3. State Management (The “Persistence” part)
For the 3 State Management The stage, define the inputs, the owner of the step, and the exit criteria before changing code. Operators should be able to re-run the step from a known checkpoint without guessing hidden state. Treat this stage as a contract between inputs and validated outputs. Name the artifacts, define success checks, and refuse silent partial completion. Put human approval on edges that spend money or change production data. Compile-time wiring does not equal business completeness. For the 3 State Management The stage, define the inputs, the owner of the step, and the exit criteria before changing code. Operators should be able to re-run the step from a known checkpoint without guessing hidden state. Keep configuration outside application code. Environment files, secret stores, and feature flags belong in one place operators can audit without reading the whole graph.
Example:
When working through the Example stage, write down the contract first: required inputs, success signal, and what happens on partial failure. That checklist keeps later code changes honest. Document the happy path and the recovery path together. Retries, human gates, and dead-letter handling are part of the product, not later polish. Checkpoint after expensive steps. Resume should not re-bill the same LLM call when an operator retries a later node.
Operational checklist
The Operational checklist stage works best when treated as a measurable surface. Capture one golden transcript, one failure case, and the rollback note before expanding scope.
Record timings and token or query cost next to functional results. Cost visibility early prevents surprise bills when the path moves from demo to shared environments.
Keep graph state flat and typed.
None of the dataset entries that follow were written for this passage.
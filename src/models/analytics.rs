use serde::{Deserialize, Serialize};

use crate::models::productivity::ProductivitySummary;
use crate::models::workload::{WorkloadRiskLevel, WorkloadSummary};

#[derive(Debug, Clone, Serialize, Deserialize, PartialEq)]
#[serde(rename_all = "camelCase")]
pub struct TeamMemberOverview {
    pub workload: WorkloadSummary,
    pub productivity: ProductivitySummary,
    pub risk_level: WorkloadRiskLevel,
}

impl TeamMemberOverview {
    pub fn user_name(&self) -> &str {
        &self.workload.user_name
    }
}

#[derive(Debug, Clone, Default, Serialize, Deserialize, PartialEq, Eq)]
#[serde(rename_all = "camelCase")]
pub struct TeamTotals {
    pub members: u32,
    pub total_tasks: u32,
    pub active_tasks: u32,
    pub completed_tasks: u32,
    pub overdue_tasks: u32,
    /// Mean score over members with at least one completed task.
    pub average_productivity_score: u32,
}

#[derive(Debug, Clone, Serialize, Deserialize, PartialEq)]
#[serde(rename_all = "camelCase")]
pub struct TeamOverview {
    pub generated_at: String,
    pub members: Vec<TeamMemberOverview>,
    pub totals: TeamTotals,
}

impl TeamOverview {
    /// Members sorted by productivity score, highest first; ties by name.
    pub fn ranked_by_productivity(&self) -> Vec<&TeamMemberOverview> {
        let mut ranked: Vec<_> = self.members.iter().collect();
        ranked.sort_by(|a, b| {
            b.productivity
                .productivity_score
                .cmp(&a.productivity.productivity_score)
                .then_with(|| a.user_name().cmp(b.user_name()))
        });
        ranked
    }

    pub fn members_at_risk(&self) -> Vec<&TeamMemberOverview> {
        self.members
            .iter()
            .filter(|member| member.risk_level != WorkloadRiskLevel::Ok)
            .collect()
    }
}

#[derive(Debug, Clone, Copy, Default, Serialize, Deserialize, PartialEq, Eq, Hash)]
#[serde(rename_all = "lowercase")]
pub enum ReportExportFormat {
    Markdown,
    #[default]
    Json,
    Csv,
}

impl ReportExportFormat {
    pub fn as_str(&self) -> &'static str {
        match self {
            ReportExportFormat::Markdown => "markdown",
            ReportExportFormat::Json => "json",
            ReportExportFormat::Csv => "csv",
        }
    }

    pub fn file_extension(&self) -> &'static str {
        match self {
            ReportExportFormat::Markdown => "md",
            ReportExportFormat::Json => "json",
            ReportExportFormat::Csv => "csv",
        }
    }
}

impl TryFrom<&str> for ReportExportFormat {
    type Error = String;

    fn try_from(value: &str) -> Result<Self, Self::Error> {
        match value {
            "markdown" | "md" => Ok(ReportExportFormat::Markdown),
            "json" => Ok(ReportExportFormat::Json),
            "csv" => Ok(ReportExportFormat::Csv),
            other => Err(format!("unsupported export format: {other}")),
        }
    }
}

#[derive(Debug, Clone, Serialize, Deserialize, PartialEq)]
#[serde(rename_all = "camelCase")]
pub struct ReportExportResult {
    pub file_path: String,
    pub format: ReportExportFormat,
    pub generated_at: String,
}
Nested blobs hide which node wrote which field and break resume after interrupts.
Add a smoke test that exercises the critical path in CI with fixtures, not live paid APIs, whenever budgets allow.
Keep configuration outside application code. Environment files, secret stores, and feature flags belong in one place operators can audit without reading the whole graph.
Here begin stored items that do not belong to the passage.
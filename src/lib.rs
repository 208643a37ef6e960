pub mod error;
pub mod models;
pub mod services;
pub mod utils;

use std::path::{Path, PathBuf};

use chrono::{DateTime, Utc};
use tracing::{info, warn};

use crate::error::{AppError, AppResult};
use crate::models::analytics::ReportExportFormat;
use crate::services::digest_service::DigestService;
use crate::services::export_service::{render, ExportService};
use crate::services::settings_service::SettingsService;
use crate::services::snapshot_service::load_snapshot;
use crate::services::team_overview_service::TeamOverviewService;

const DEFAULT_SETTINGS_FILE: &str = "teamhub.yaml";
const USAGE: &str =
    "usage: teamhub-app <snapshot.json> [settings.yaml] [--format json|markdown|csv] [--now RFC3339]";

#[derive(Debug, Clone, PartialEq)]
pub struct RunOptions {
    pub snapshot_path: PathBuf,
    pub settings_path: PathBuf,
    pub format: ReportExportFormat,
    pub now: Option<DateTime<Utc>>,
}

impl RunOptions {
    pub fn parse<I, S>(args: I) -> AppResult<Self>
    where
        I: IntoIterator<Item = S>,
        S: Into<String>,
    {
        let mut positional = Vec::new();
        let mut format = ReportExportFormat::default();
        let mut now = None;

        let mut iter = args.into_iter().map(Into::into);
        while let Some(arg) = iter.next() {
            if arg == "--format" {
                let value = iter
                    .next()
                    .ok_or_else(|| AppError::validation("--format needs a value"))?;
                format =
                    ReportExportFormat::try_from(value.as_str()).map_err(AppError::validation)?;
            } else if arg == "--now" {
                let value = iter
                    .next()
                    .ok_or_else(|| AppError::validation("--now needs a value"))?;
                now = Some(
                    models::task::parse_task_datetime(&value).map_err(AppError::validation)?,
                );
            } else if arg.starts_with("--") {
                return Err(AppError::validation(format!("unknown option {arg}\n{USAGE}")));
            } else {
                positional.push(arg);
            }
        }

        let mut positional = positional.into_iter();
        let snapshot_path = positional
            .next()
            .map(PathBuf::from)
            .ok_or_else(|| AppError::validation(USAGE))?;
        let settings_path = positional
            .next()
            .map(PathBuf::from)
            .unwrap_or_else(|| PathBuf::from(DEFAULT_SETTINGS_FILE));

        Ok(Self {
            snapshot_path,
            settings_path,
            format,
            now,
        })
    }
}

pub fn run() {
    if let Err(error) = try_run(std::env::args().skip(1)) {
        eprintln!("teamhub-app failed: {error}");
        std::process::exit(1);
    }
}

fn try_run(args: impl Iterator<Item = String>) -> AppResult<()> {
    let options = RunOptions::parse(args)?;

    let settings_service = SettingsService::new(&options.settings_path);
    let settings = settings_service.get()?;

    crate::utils::logger::init_logging(Path::new(&settings.log_dir), &settings.log_directives)?;

    let now = options.now.unwrap_or_else(Utc::now);
    let snapshot = load_snapshot(&options.snapshot_path)?;

    let overview =
        TeamOverviewService::new(settings.workload_thresholds()).build_overview(&snapshot, &now);

    println!("{}", render(&overview, options.format)?);

    let export = ExportService::new(&settings.reports_dir).export(&overview, options.format, &now)?;
    info!(target: "app::export", path = %export.file_path, "report exported");

    let digest = DigestService::from_settings(&settings)?;
    if digest.is_configured() {
        let runtime = tokio::runtime::Builder::new_multi_thread()
            .enable_all()
            .build()?;
        if let Err(err) = runtime.block_on(digest.publish(&overview)) {
            warn!(target: "app::notify", error = %err, "digest publication skipped");
        }
    }

    Ok(())
}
Keep graph state flat and typed. Nested blobs hide which node wrote which field and break resume after interrupts.
Before promoting the stack, freeze versions, capture a golden transcript for the critical path, and confirm rollback steps. Shared environments need rate limits, tenancy checks, and a clear owner for secret rotation. Prefer boring reliability over clever one-off demos.
Batch note for 261dc94d9d46: keep provider keys out of the repo, set a per-session token ceiling, and store transcripts next to the eval fixtures so later model swaps stay comparable.